Future research should prioritize external validation of this scale in diverse populations and healthcare settings beyond the Bandung context, including other regions within Indonesia and broader LMICs settings, to assess its generalizability and cross-cultural applicability. In addition, validation against objective adherence measures, such as pharmacy refill records, pill counts, or electronic monitoring devices, is essential to strengthen criterion validity and support the scale’s application in clinical and health services research. Longitudinal studies are also needed to evaluate the predictive validity of the scale in relation to long-term clinical outcomes, including disease control and healthcare utilization.
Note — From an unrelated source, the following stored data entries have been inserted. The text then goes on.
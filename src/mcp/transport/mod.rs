//! Transport clients for MCP servers.
//!
//! One client speaks JSON-RPC 2.0 to one server. The three transports
//! (stdio subprocess, HTTP POST, WebSocket) share a single contract:
//! connect, initialize, list tools, call tool, read the cached tool list,
//! close. Requests are correlated to responses by monotonic integer id and
//! every outbound call accepts a deadline.

use std::sync::atomic::{AtomicBool, Ordering};
use std::sync::RwLock;
use std::time::Duration;

use crate::mcp::errors::McpError;
use crate::mcp::types::{
    extract_result, JsonRpcResponse, ServerDescriptor, ToolSchema, TransportKind, WireCallResult,
    WireToolList,
};

pub mod http;
pub mod stdio;
pub mod websocket;

use http::HttpClient;
use stdio::StdioClient;
use websocket::WsClient;

/// MCP protocol revision this client speaks.
pub const MCP_PROTOCOL_VERSION: &str = "2024-11-05";

/// Client identity advertised in the `initialize` handshake.
const CLIENT_NAME: &str = "toolplane";
const CLIENT_VERSION: &str = "1.0.0";

/// Default deadline for tool-plane calls; the handshake runs unbounded.
pub const DEFAULT_CALL_TIMEOUT: Duration = Duration::from_secs(60);

// ─── McpClient ──────────────────────────────────────────────────────────────

#[derive(Debug)]
enum Transport {
    Stdio(StdioClient),
    Http(HttpClient),
    WebSocket(WsClient),
}

/// A connection to one MCP server, over whichever transport its descriptor
/// names.
///
/// Tool names in the cached list are qualified `"server:tool"` for remote
/// transports and raw for stdio; callers strip the prefix before invoking.
#[derive(Debug)]
pub struct McpClient {
    server_name: String,
    transport: Transport,
    tools: RwLock<Vec<ToolSchema>>,
}

impl McpClient {
    /// Dial the server described by the descriptor (spawn the subprocess,
    /// build the HTTP client, or upgrade the WebSocket). No MCP handshake
    /// happens yet; call `initialize` next.
    pub async fn connect(descriptor: &ServerDescriptor) -> Result<Self, McpError> {
        let transport = match descriptor.transport {
            TransportKind::Stdio => Transport::Stdio(StdioClient::spawn(descriptor).await?),
            TransportKind::Http | TransportKind::StreamableHttp => {
                Transport::Http(HttpClient::new(descriptor)?)
            }
            TransportKind::Websocket => Transport::WebSocket(WsClient::connect(descriptor).await?),
        };
        Ok(Self {
            server_name: descriptor.name.clone(),
            transport,
            tools: RwLock::new(Vec::new()),
        })
    }

    pub fn server_name(&self) -> &str {
        &self.server_name
    }

    fn initialized_flag(&self) -> &AtomicBool {
        match &self.transport {
            Transport::Stdio(client) => &client.initialized,
            Transport::Http(client) => &client.initialized,
            Transport::WebSocket(client) => &client.initialized,
        }
    }

    async fn request(
        &self,
        method: &str,
        params: Option<serde_json::Value>,
        deadline: Option<Duration>,
        capture_session: bool,
    ) -> Result<JsonRpcResponse, McpError> {
        match &self.transport {
            Transport::Stdio(client) => client.request(method, params, deadline).await,
            Transport::Http(client) => {
                client.request(method, params, deadline, capture_session).await
            }
            Transport::WebSocket(client) => client.request(method, params, deadline).await,
        }
    }

    async fn notify(
        &self,
        method: &str,
        params: Option<serde_json::Value>,
    ) -> Result<(), McpError> {
        match &self.transport {
            Transport::Stdio(client) => client.notify(method, params).await,
            Transport::Http(client) => client.notify(method, params).await,
            Transport::WebSocket(client) => client.notify(method, params).await,
        }
    }

    /// Perform the MCP handshake. Idempotent: a second call is a no-op.
    ///
    /// Sends `initialize` (unbounded deadline), then the
    /// `notifications/initialized` notification.
    pub async fn initialize(&self) -> Result<(), McpError> {
        if self.initialized_flag().load(Ordering::Acquire) {
            return Ok(());
        }

        let params = serde_json::json!({
            "protocolVersion": MCP_PROTOCOL_VERSION,
            "capabilities": { "tools": {} },
            "clientInfo": { "name": CLIENT_NAME, "version": CLIENT_VERSION },
        });

        let response = self.request("initialize", Some(params), None, true).await?;
        let result = extract_result(response)?;
        tracing::debug!(
            server = %self.server_name,
            server_info = ?result.get("serverInfo"),
            protocol = ?result.get("protocolVersion"),
            "MCP client initialized"
        );

        if let Err(e) = self.notify("notifications/initialized", None).await {
            tracing::warn!(server = %self.server_name, error = %e, "failed to send initialized notification");
        }

        self.initialized_flag().store(true, Ordering::Release);
        Ok(())
    }

    /// Fetch the server's tool list and refresh the cache.
    pub async fn list_tools(&self) -> Result<Vec<ToolSchema>, McpError> {
        let response = self
            .request("tools/list", None, Some(DEFAULT_CALL_TIMEOUT), false)
            .await?;
        let result = extract_result(response)?;
        let wire: WireToolList =
            serde_json::from_value(result).map_err(|e| McpError::Protocol {
                code: crate::mcp::types::error_codes::INTERNAL_ERROR,
                message: format!("malformed tools/list result: {e}"),
            })?;

        let qualify = self.qualifies_names();
        let tools: Vec<ToolSchema> = wire
            .tools
            .into_iter()
            .map(|tool| ToolSchema::from_wire(&self.server_name, tool, qualify))
            .collect();

        if let Ok(mut cache) = self.tools.write() {
            *cache = tools.clone();
        }
        tracing::debug!(server = %self.server_name, count = tools.len(), "MCP tools listed");
        Ok(tools)
    }

    /// Invoke a tool by its raw (unprefixed) name.
    pub async fn call_tool(
        &self,
        raw_name: &str,
        arguments: serde_json::Map<String, serde_json::Value>,
        deadline: Duration,
    ) -> Result<String, McpError> {
        let params = serde_json::json!({
            "name": raw_name,
            "arguments": serde_json::Value::Object(arguments),
        });
        let response = self
            .request("tools/call", Some(params), Some(deadline), false)
            .await
            .map_err(|e| match e {
                // Surface the tool name instead of the method name.
                McpError::Timeout { timeout_ms, .. } => McpError::Timeout {
                    tool: raw_name.to_string(),
                    timeout_ms,
                },
                other => other,
            })?;
        let result = extract_result(response)?;
        let wire: WireCallResult =
            serde_json::from_value(result).map_err(|e| McpError::Protocol {
                code: crate::mcp::types::error_codes::INTERNAL_ERROR,
                message: format!("malformed tools/call result: {e}"),
            })?;
        wire.into_text()
    }

    /// The tool list from the last successful `list_tools`.
    pub fn cached_tools(&self) -> Vec<ToolSchema> {
        self.tools.read().map(|cache| cache.clone()).unwrap_or_default()
    }

    /// Whether this transport qualifies tool names with the server prefix.
    /// Remote transports do; stdio keeps raw names (historical; both forms
    /// are accepted downstream).
    pub fn qualifies_names(&self) -> bool {
        !matches!(self.transport, Transport::Stdio(_))
    }

    /// Shut down the transport.
    pub async fn close(&self) -> Result<(), McpError> {
        match &self.transport {
            Transport::Stdio(client) => client.close().await,
            Transport::Http(client) => client.close().await,
            Transport::WebSocket(client) => client.close().await,
        }
    }
}

// ─── Tests ──────────────────────────────────────────────────────────────────

#[cfg(test)]
mod tests {
    use super::*;

    #[test]
    fn handshake_params_are_bit_exact() {
        let params = serde_json::json!({
            "protocolVersion": MCP_PROTOCOL_VERSION,
            "capabilities": { "tools": {} },
            "clientInfo": { "name": CLIENT_NAME, "version": CLIENT_VERSION },
        });
        assert_eq!(params["protocolVersion"], "2024-11-05");
        assert_eq!(params["capabilities"]["tools"], serde_json::json!({}));
        assert_eq!(params["clientInfo"]["version"], "1.0.0");
    }

    #[tokio::test]
    async fn http_client_qualifies_names_and_stdio_does_not() {
        let http = McpClient::connect(&ServerDescriptor::http("remote", "http://host/mcp"))
            .await
            .unwrap();
        assert!(http.qualifies_names());
        assert!(http.cached_tools().is_empty());

        // Stdio qualification is covered via ToolSchema::from_wire tests;
        // spawning requires a live binary.
    }
}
Further research may explore scale performance across patient subgroups defined by disease severity, duration of medication use, and adherence phase (initiation, implementation, and persistence), as well as refine items with weaker psychometric properties, particularly within the socioeconomic domain, and assess whether certain sub-dimensions warrant separate factor representation.

Conclusion

This research has developed and psychometrically validated a 15-item scale to assess medication adherence barriers among people with chronic disease, providing a reliable and contextually relevant tool for LMICs primary care settings. The scale demonstrated acceptable reliability and validity, supporting its use in capturing multidimensional adherence barriers. This tool can help healthcare providers in obtaining relevant and context-specific information to inform targeted intervention strategies. As such, it may contribute to more tailored and effective adherence support in routine clinical practice.